SHUMIACHI

[End Page 1819] Pre-1941: Shumiachi, village and raion center, Smolensk oblast’, RSFSR; 1941–1943: Schumjatschj, Rear Area, Army Group Center (rückwärtiges Heeresgebiet Mitte); post-1991: Shumiachi, Russian Federation

Shumiachi is located 120 kilometers (75 miles) south-southeast of Smolensk. According to the 1939 population census, 744 Jews lived in Shumiachi, comprising 21.5 percent of the population.

At the end of July or the beginning of August 1941, about five weeks after the German invasion of the USSR on June 22, 1941, German forces of Army Group Center occupied the village. Shumiachi was bombed several times after the start of the invasion, and a number of buildings were also damaged in the fighting as the Germans entered the town. In the interim period, part of the Jewish population was able to evacuate to the east, and men of eligible age were called up to the Red Army or enlisted voluntarily. Around 350 Jews remained in Shumiachi at the start of the German occupation, including some refugees from Poland who had become trapped there.
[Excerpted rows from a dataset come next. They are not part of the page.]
use crate::bio::fasta::parse_fasta;
use crate::cli::output::{self, tree_item};
use crate::core::Config;
use crate::tools::hmm::{
    load_hmm_details, score_groups, write_scan_tsv, write_scores_tsv, HmmBuilder, HmmGroup,
};
use crate::tools::hmmer::parse_tblout;
use crate::tools::{ExternalTool, HmmBuild, HmmScan, Muscle};
use anyhow::{bail, Context, Result};
use clap::{Args, Subcommand};
use std::collections::BTreeSet;
use std::path::{Path, PathBuf};

#[derive(Args)]
pub struct HmmArgs {
    #[command(subcommand)]
    pub command: HmmCommands,
}

#[derive(Subcommand)]
pub enum HmmCommands {
    /// Build one profile per accession list, aligned with MUSCLE
    Build(BuildArgs),

    /// Score every sequence against every profile, in-group members leave-one-out
    Check(CheckArgs),

    /// Scan sequences and tabulate hits with cutoffs and record metadata
    Scan(ScanArgs),
}

#[derive(Args)]
pub struct BuildArgs {
    /// Directory of accession lists, one profile per file
    #[arg(value_name = "LIST_DIR")]
    pub lists: PathBuf,

    /// FASTA file holding the listed sequences
    #[arg(value_name = "FASTA")]
    pub fasta: PathBuf,

    /// Directory receiving the .hmm files
    #[arg(value_name = "HMM_DIR")]
    pub hmm_dir: PathBuf,

    /// Also build profiles with each listed accession left out
    #[arg(long)]
    pub leave_one_out: bool,
}

#[derive(Args)]
pub struct CheckArgs {
    /// Pressed HMM database holding the full and leave-one-out profiles
    #[arg(value_name = "HMM_DB")]
    pub hmm_db: PathBuf,

    /// FASTA file with the full-length sequences
    #[arg(value_name = "FASTA")]
    pub fasta: PathBuf,

    /// Glob pattern of accession lists, e.g. 'lists/*.txt'
    #[arg(value_name = "LISTS")]
    pub lists: String,

    /// Scores TSV (stdout if omitted)
    #[arg(short, long, value_name = "FILE")]
    pub output: Option<PathBuf>,
}

#[derive(Args)]
pub struct ScanArgs {
    /// FASTA file to scan
    #[arg(value_name = "FASTA", required_unless_present = "tblout")]
    pub fasta: Option<PathBuf>,

    /// Pressed HMM database
    #[arg(long, value_name = "FILE", required_unless_present = "tblout")]
    pub hmm_db: Option<PathBuf>,

    /// Annotate an existing hmmscan --tblout file instead of running hmmscan
    #[arg(long, value_name = "FILE", conflicts_with_all = ["fasta", "hmm_db"])]
    pub tblout: Option<PathBuf>,

    /// antiSMASH hmmdetails.txt with per-profile cutoffs
    #[arg(long, value_name = "FILE")]
    pub hmm_details: Option<PathBuf>,

    /// Join record metadata from this document directory
    #[arg(short = 'r', long, value_name = "DIR")]
    pub record_dir: Option<PathBuf>,

    /// Hits TSV (stdout if omitted)
    #[arg(short, long, value_name = "FILE")]
    pub output: Option<PathBuf>,
}

pub fn run(args: HmmArgs, config: &Config) -> Result<()> {
    match args.command {
        HmmCommands::Build(args) => build(args, config),
        HmmCommands::Check(args) => check(args, config),
        HmmCommands::Scan(args) => scan(args, config),
    }
}

fn list_files(pattern: &str) -> Result<Vec<PathBuf>> {
    let mut files: Vec<PathBuf> = glob::glob(pattern)
        .with_context(|| format!("Invalid pattern '{}'", pattern))?
        .filter_map(|entry| entry.ok())
        .filter(|path| path.is_file())
        .collect();
    files.sort();
    if files.is_empty() {
        bail!("No accession lists match '{}'", pattern);
    }
    Ok(files)
}

fn build(args: BuildArgs, config: &Config) -> Result<()> {
    let muscle = Muscle::new(&config.tools.muscle);
    let hmmbuild = HmmBuild::new(&config.tools.hmmbuild);
    muscle.verify_installation()?;
    hmmbuild.verify_installation()?;

    let pattern = Path::new(&glob::Pattern::escape(&args.lists.to_string_lossy())).join("*");
    let lists = list_files(&pattern.to_string_lossy())?;
    let sequences = parse_fasta(&args.fasta)
        .with_context(|| format!("Failed to read {}", args.fasta.display()))?;
    std::fs::create_dir_all(&args.hmm_dir)
        .with_context(|| format!("Failed to create {}", args.hmm_dir.display()))?;

    let builder = HmmBuilder::new(muscle, hmmbuild, args.hmm_dir.clone(), args.leave_one_out);
    let pb = output::progress_bar(lists.len() as u64, "Building profiles");
    let (mut built, mut skipped) = (0, 0);
    for list in &lists {
        let report = builder
            .build_from_list(list, &sequences)
            .with_context(|| format!("Failed to build profiles for {}", list.display()))?;
        built += report.built;
        skipped += report.skipped;
        pb.inc(1);
    }
    pb.finish_and_clear();

    output::success(&format!("Profiles written to {}", args.hmm_dir.display()));
    tree_item(false, "Built", Some(&built.to_string()));
    tree_item(true, "Skipped", Some(&skipped.to_string()));
    Ok(())
}

fn check(args: CheckArgs, config: &Config) -> Result<()> {
    let sequences = parse_fasta(&args.fasta)
        .with_context(|| format!("Failed to read {}", args.fasta.display()))?;
    let accessions: BTreeSet<String> =
        sequences.iter().map(|s| s.accession().to_string()).collect();

    let groups = list_files(&args.lists)?
        .iter()
        .map(|list| HmmGroup::from_list(list, &accessions))
        .collect::<crate::Result<Vec<_>>>()?;

    let hmmscan = HmmScan::new(&config.tools.hmmscan);
    let pb = output::spinner(&format!("Scanning {} sequences", accessions.len()));
    let extra = ["--noali", "--domT", "0"].map(String::from);
    let hits = hmmscan.scan(&args.hmm_db, &args.fasta, &extra);
    pb.finish_and_clear();
    let hits = hits.with_context(|| format!("hmmscan against {} failed", args.hmm_db.display()))?;

    let scores = score_groups(&hits, &groups, &accessions);
    write_scores_tsv(super::open_output(args.output.as_deref())?, &scores)?;
    if let Some(path) = &args.output {
        output::success(&format!(
            "Wrote {} scores for {} profiles to {}",
            scores.len(),
            groups.len(),
            path.display()
        ));
    }
    Ok(())
}

fn scan(args: ScanArgs, config: &Config) -> Result<()> {
    let hits = match (&args.tblout, &args.hmm_db, &args.fasta) {
        (Some(tblout), _, _) => {
            let text = std::fs::read_to_string(tblout)
                .with_context(|| format!("Failed to read {}", tblout.display()))?;
            parse_tblout(&text)?
        }
        (None, Some(hmm_db), Some(fasta)) => {
            let hmmscan = HmmScan::new(&config.tools.hmmscan);
            let pb = output::spinner(&format!("Scanning {}", fasta.display()));
            let hits = hmmscan.scan(hmm_db, fasta, &[]);
            pb.finish_and_clear();
            hits.with_context(|| format!("hmmscan against {} failed", hmm_db.display()))?
        }
        _ => bail!("Give either --tblout or a FASTA file with --hmm-db"),
    };

    let cutoffs = match &args.hmm_details {
        Some(path) => Some(
            load_hmm_details(path)
                .with_context(|| format!("Failed to read {}", path.display()))?,
        ),
        None => None,
    };
    let records = match &args.record_dir {
        Some(dir) => Some(super::record_store(config, Some(dir)).load_index()?),
        None => None,
    };

    write_scan_tsv(
        super::open_output(args.output.as_deref())?,
        &hits,
        cutoffs.as_ref(),
        records.as_ref(),
    )?;
    if let Some(path) = &args.output {
        output::success(&format!("Wrote {} hits to {}", hits.len(), path.display()));
    }
    Ok(())
}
Shortly after the occupation of the village, the German military ordered the registration and marking of all Jews. The Jews were also required to perform forced labor, including clearing rubble and collecting trash. In October 1941, the German military administration established a ghetto, or “separate Jewish residential area,” in the village.1 Jewish families suffered from hunger in the ghetto.2

German forces of Einsatzkommando 8 liquidated the ghetto on November 18, 1941.3 On that day, after arriving from Roslavl’, they drove the Jews out of their houses in the ghetto and loaded them onto several trucks. From here they were taken to a prepared pit on the edge of the village, where the men of Einsatzkommando 8 shot 320 Jews.4

According to the report of Einsatzgruppe B, dated December 19, 1941, 510 Jews of both sexes were shot in Shumiachi and Roslavl’ altogether, on grounds of “public security and order.” The same report noted that in Shumiachi 16 mentally ill Jewish and Russian children were also shot around this time. The children were from the children’s home, which had been abandoned by the Soviet authorities. They were found living in filthy conditions with severe eczema on their bodies. The senior German doctor, Dr. Raefler, at the medical field hospital in Shumiachi (Feldlazarett 6/562), approved of the shooting, as the children’s home and its inhabitants were viewed to be a dangerous source of disease.5 The children, who were all under 10 years of age, were shot in the clay pit of a brick factory on the edge of Shumiachi by men of Einsatztrupp 5 (part of Einsatzkommando 8), which was based in Roslavl’ under the command of Kriminalkommissar Wilhelm Döring.6

SOURCES

Documents on the persecution and extermination of the Jews of Shumiachi can be found in the following archives: BA-L; GARF (7021-44-635), GASmO; USHMM (RG-22.002M, reel 10); VHF (e.g., # 35186); and YVA.

NOTES

1. V. Doubson, “Getto na okkupirovannoi territorii Rossiiskoi Federatsii, 1941–42 gg.,” Vestnik Evreiskogo Universiteta v Moskve, no. 3 (21) (2000): 159; I. Al’tman, Zhertvy nenavisti: Kholokost v Rossii 1941–1945 gg. (Moscow: Fond Kovcheg, 2002), p. 99; Justiz und NS-Verbrechen, vol. 19 (Amsterdam: Amsterdam University Press, 1979), Lfd. Nr. 564 (LG Bonn, verdict of February 19, 1964 [8 Ks 2/62] against Wilhelm Döring), pp. 718–720.

2. VHF, # 35186, testimony of Fruma Sapozhnikova.

3. Doubson, “Getto na okkupirovannoi territorii Rossiiskoi Federatsii, 1941–42 gg.,” p. 159.

4. Justiz und NS-Verbrechen, vol. 19, Lfd. Nr. 564, pp. 718–720.

5. BA-BL, R 58/219, Ereignismeldung UdSSR no. 148, December 19, 1941, p. 10; BA-L, B 162/27282, pp. 47–49, 60–66, 76–80, testimonies of members of FK (V) 199, based in Roslavl’. All give the figure of around 200 Jews shot there in winter 1941–1942; therefore, the number of victims in Shumiachi must have been around 300.

6. Justiz und NS-Verbrechen, vol. 19, Lfd. Nr. 564, pp. 712–713. Einsatztrupp 5 was most probably also responsible for the shooting of the 320 Jews in Shumiachi.